◆ Work instruction ◆
The entries that follow need to be returned without any alteration.

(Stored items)

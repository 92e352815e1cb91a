//! Dynamic configuration loading with atomic hot swap.
//!
//! The loader owns the current [`Config`] behind an `ArcSwap`: readers
//! take a snapshot with a single pointer load and finish their request on
//! that snapshot even if a newer config is installed mid-evaluation.

use std::sync::atomic::{AtomicBool, Ordering};
use std::sync::{Arc, Weak};
use std::time::Duration;

use arc_swap::ArcSwap;
use futures::future::BoxFuture;
use parking_lot::Mutex;
use tokio::sync::Notify;
use tokio::task::JoinHandle;
use tracing::{debug, error, info, warn};

use crate::error::Result;
use crate::rules::Config;

/// Produces a fresh [`Config`], typically by reading settings from a file
/// or a remote source.
pub type ConfigProducer = Arc<dyn Fn() -> BoxFuture<'static, Result<Config>> + Send + Sync>;

/// Holds the current rule set and keeps it fresh.
///
/// Construction invokes the producer once. If that initial load fails the
/// loader is **poisoned**: snapshots come back empty so the engine admits
/// everything, until a later refresh succeeds. A refresh failure after a
/// good install logs a warning and retains the current config.
pub struct ConfigLoader {
    current: ArcSwap<Config>,
    empty: Arc<Config>,
    poisoned: AtomicBool,
    shutdown: Notify,
    refresh_task: Mutex<Option<JoinHandle<()>>>,
}

impl ConfigLoader {
    /// A loader over a static config; no producer, no background task.
    pub fn fixed(config: Config) -> Arc<Self> {
        Arc::new(Self {
            current: ArcSwap::from_pointee(config),
            empty: Arc::new(Config::default()),
            poisoned: AtomicBool::new(false),
            shutdown: Notify::new(),
            refresh_task: Mutex::new(None),
        })
    }

    /// Build a loader around `producer`, refreshing every
    /// `refresh_interval` when one is given.
    pub async fn new(
        producer: ConfigProducer,
        refresh_interval: Option<Duration>,
    ) -> Arc<Self> {
        let (initial, poisoned) = match producer().await {
            Ok(config) => {
                info!(
                    rules = config.rules.len(),
                    whitelist = config.whitelist.len(),
                    "Initial configuration loaded"
                );
                (config, false)
            }
            Err(e) => {
                error!(error = %e, "Initial configuration load failed; throttling is suspended");
                (Config::default(), true)
            }
        };

        let loader = Arc::new(Self {
            current: ArcSwap::from_pointee(initial),
            empty: Arc::new(Config::default()),
            poisoned: AtomicBool::new(poisoned),
            shutdown: Notify::new(),
            refresh_task: Mutex::new(None),
        });

        if let Some(interval) = refresh_interval.filter(|i| !i.is_zero()) {
            let task = tokio::spawn(refresh_loop(Arc::downgrade(&loader), producer, interval));
            *loader.refresh_task.lock() = Some(task);
        }

        loader
    }

    /// The config all rule evaluation for one request runs against.
    ///
    /// A poisoned loader yields the empty config (fail-open).
    pub fn snapshot(&self) -> Arc<Config> {
        if self.poisoned.load(Ordering::Acquire) {
            Arc::clone(&self.empty)
        } else {
            self.current.load_full()
        }
    }

    pub fn is_poisoned(&self) -> bool {
        self.poisoned.load(Ordering::Acquire)
    }

    fn install(&self, config: Config) {
        debug!(
            rules = config.rules.len(),
            whitelist = config.whitelist.len(),
            "Configuration refreshed"
        );
        self.current.store(Arc::new(config));
        if self.poisoned.swap(false, Ordering::AcqRel) {
            info!("Configuration recovered; throttling resumed");
        }
    }

    /// Cancel the refresh task and await its exit.
    pub async fn shutdown(&self) {
        self.shutdown.notify_one();
        let task = self.refresh_task.lock().take();
        if let Some(task) = task {
            let _ = task.await;
        }
    }
}

async fn refresh_loop(loader: Weak<ConfigLoader>, producer: ConfigProducer, interval: Duration) {
    loop {
        let shutdown = {
            // Hold the loader only long enough to register the wait.
            let Some(loader) = loader.upgrade() else {
                return;
            };
            tokio::select! {
                _ = loader.shutdown.notified() => true,
                _ = tokio::time::sleep(interval) => false,
            }
        };
        if shutdown {
            return;
        }

        let result = producer().await;
        let Some(loader) = loader.upgrade() else {
            return;
        };
        match result {
            Ok(config) => loader.install(config),
            Err(e) => {
                warn!(error = %e, "Configuration refresh failed; retaining current config");
            }
        }
    }
}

◆ Response area ◆
repository 92e352815e1cb91a
//! Dynamic configuration loading with atomic hot swap.
//!
//! The loader owns the current [`Config`] behind an `ArcSwap`: readers
//! take a snapshot with a single pointer load and finish their request on
//! that snapshot even if a newer config is installed mid-evaluation.

use std::sync::atomic::{AtomicBool, Ordering};
use std::sync::{Arc, Weak};
use std::time::Duration;

use arc_swap::ArcSwap;
use futures::future::BoxFuture;
use parking_lot::Mutex;
use tokio::sync::Notify;
use tokio::task::JoinHandle;
use tracing::{debug, error, info, warn};

use crate::error::Result;
use crate::rules::Config;

/// Produces a fresh [`Config`], typically by reading settings from a file
/// or a remote source.
pub type ConfigProducer = Arc<dyn Fn() -> BoxFuture<'static, Result<Config>> + Send + Sync>;

/// Holds the current rule set and keeps it fresh.
///
/// Construction invokes the producer once. If that initial load fails the
/// loader is **poisoned**: snapshots come back empty so the engine admits
/// everything, until a later refresh succeeds. A refresh failure after a
/// good install logs a warning and retains the current config.
pub struct ConfigLoader {
    current: ArcSwap<Config>,
    empty: Arc<Config>,
    poisoned: AtomicBool,
    shutdown: Notify,
    refresh_task: Mutex<Option<JoinHandle<()>>>,
}

impl ConfigLoader {
    /// A loader over a static config; no producer, no background task.
    pub fn fixed(config: Config) -> Arc<Self> {
        Arc::new(Self {
            current: ArcSwap::from_pointee(config),
            empty: Arc::new(Config::default()),
            poisoned: AtomicBool::new(false),
            shutdown: Notify::new(),
            refresh_task: Mutex::new(None),
        })
    }

    /// Build a loader around `producer`, refreshing every
    /// `refresh_interval` when one is given.
    pub async fn new(
        producer: ConfigProducer,
        refresh_interval: Option<Duration>,
    ) -> Arc<Self> {
        let (initial, poisoned) = match producer().await {
            Ok(config) => {
                info!(
                    rules = config.rules.len(),
                    whitelist = config.whitelist.len(),
                    "Initial configuration loaded"
                );
                (config, false)
            }
            Err(e) => {
                error!(error = %e, "Initial configuration load failed; throttling is suspended");
                (Config::default(), true)
            }
        };

        let loader = Arc::new(Self {
            current: ArcSwap::from_pointee(initial),
            empty: Arc::new(Config::default()),
            poisoned: AtomicBool::new(poisoned),
            shutdown: Notify::new(),
            refresh_task: Mutex::new(None),
        });

        if let Some(interval) = refresh_interval.filter(|i| !i.is_zero()) {
            let task = tokio::spawn(refresh_loop(Arc::downgrade(&loader), producer, interval));
            *loader.refresh_task.lock() = Some(task);
        }

        loader
    }

    /// The config all rule evaluation for one request runs against.
    ///
    /// A poisoned loader yields the empty config (fail-open).
    pub fn snapshot(&self) -> Arc<Config> {
        if self.poisoned.load(Ordering::Acquire) {
            Arc::clone(&self.empty)
        } else {
            self.current.load_full()
        }
    }

    pub fn is_poisoned(&self) -> bool {
        self.poisoned.load(Ordering::Acquire)
    }

    fn install(&self, config: Config) {
        debug!(
            rules = config.rules.len(),
            whitelist = config.whitelist.len(),
            "Configuration refreshed"
        );
        self.current.store(Arc::new(config));
        if self.poisoned.swap(false, Ordering::AcqRel) {
            info!("Configuration recovered; throttling resumed");
        }
    }

    /// Cancel the refresh task and await its exit.
    pub async fn shutdown(&self) {
        self.shutdown.notify_one();
        let task = self.refresh_task.lock().take();
        if let Some(task) = task {
            let _ = task.await;
        }
    }
}

async fn refresh_loop(loader: Weak<ConfigLoader>, producer: ConfigProducer, interval: Duration) {
    loop {
        let shutdown = {
            // Hold the loader only long enough to register the wait.
            let Some(loader) = loader.upgrade() else {
                return;
            };
            tokio::select! {
                _ = loader.shutdown.notified() => true,
                _ = tokio::time::sleep(interval) => false,
            }
        };
        if shutdown {
            return;
        }

        let result = producer().await;
        let Some(loader) = loader.upgrade() else {
            return;
        };
        match result {
            Ok(config) => loader.install(config),
            Err(e) => {
                warn!(error = %e, "Configuration refresh failed; retaining current config");
            }
        }
    }
}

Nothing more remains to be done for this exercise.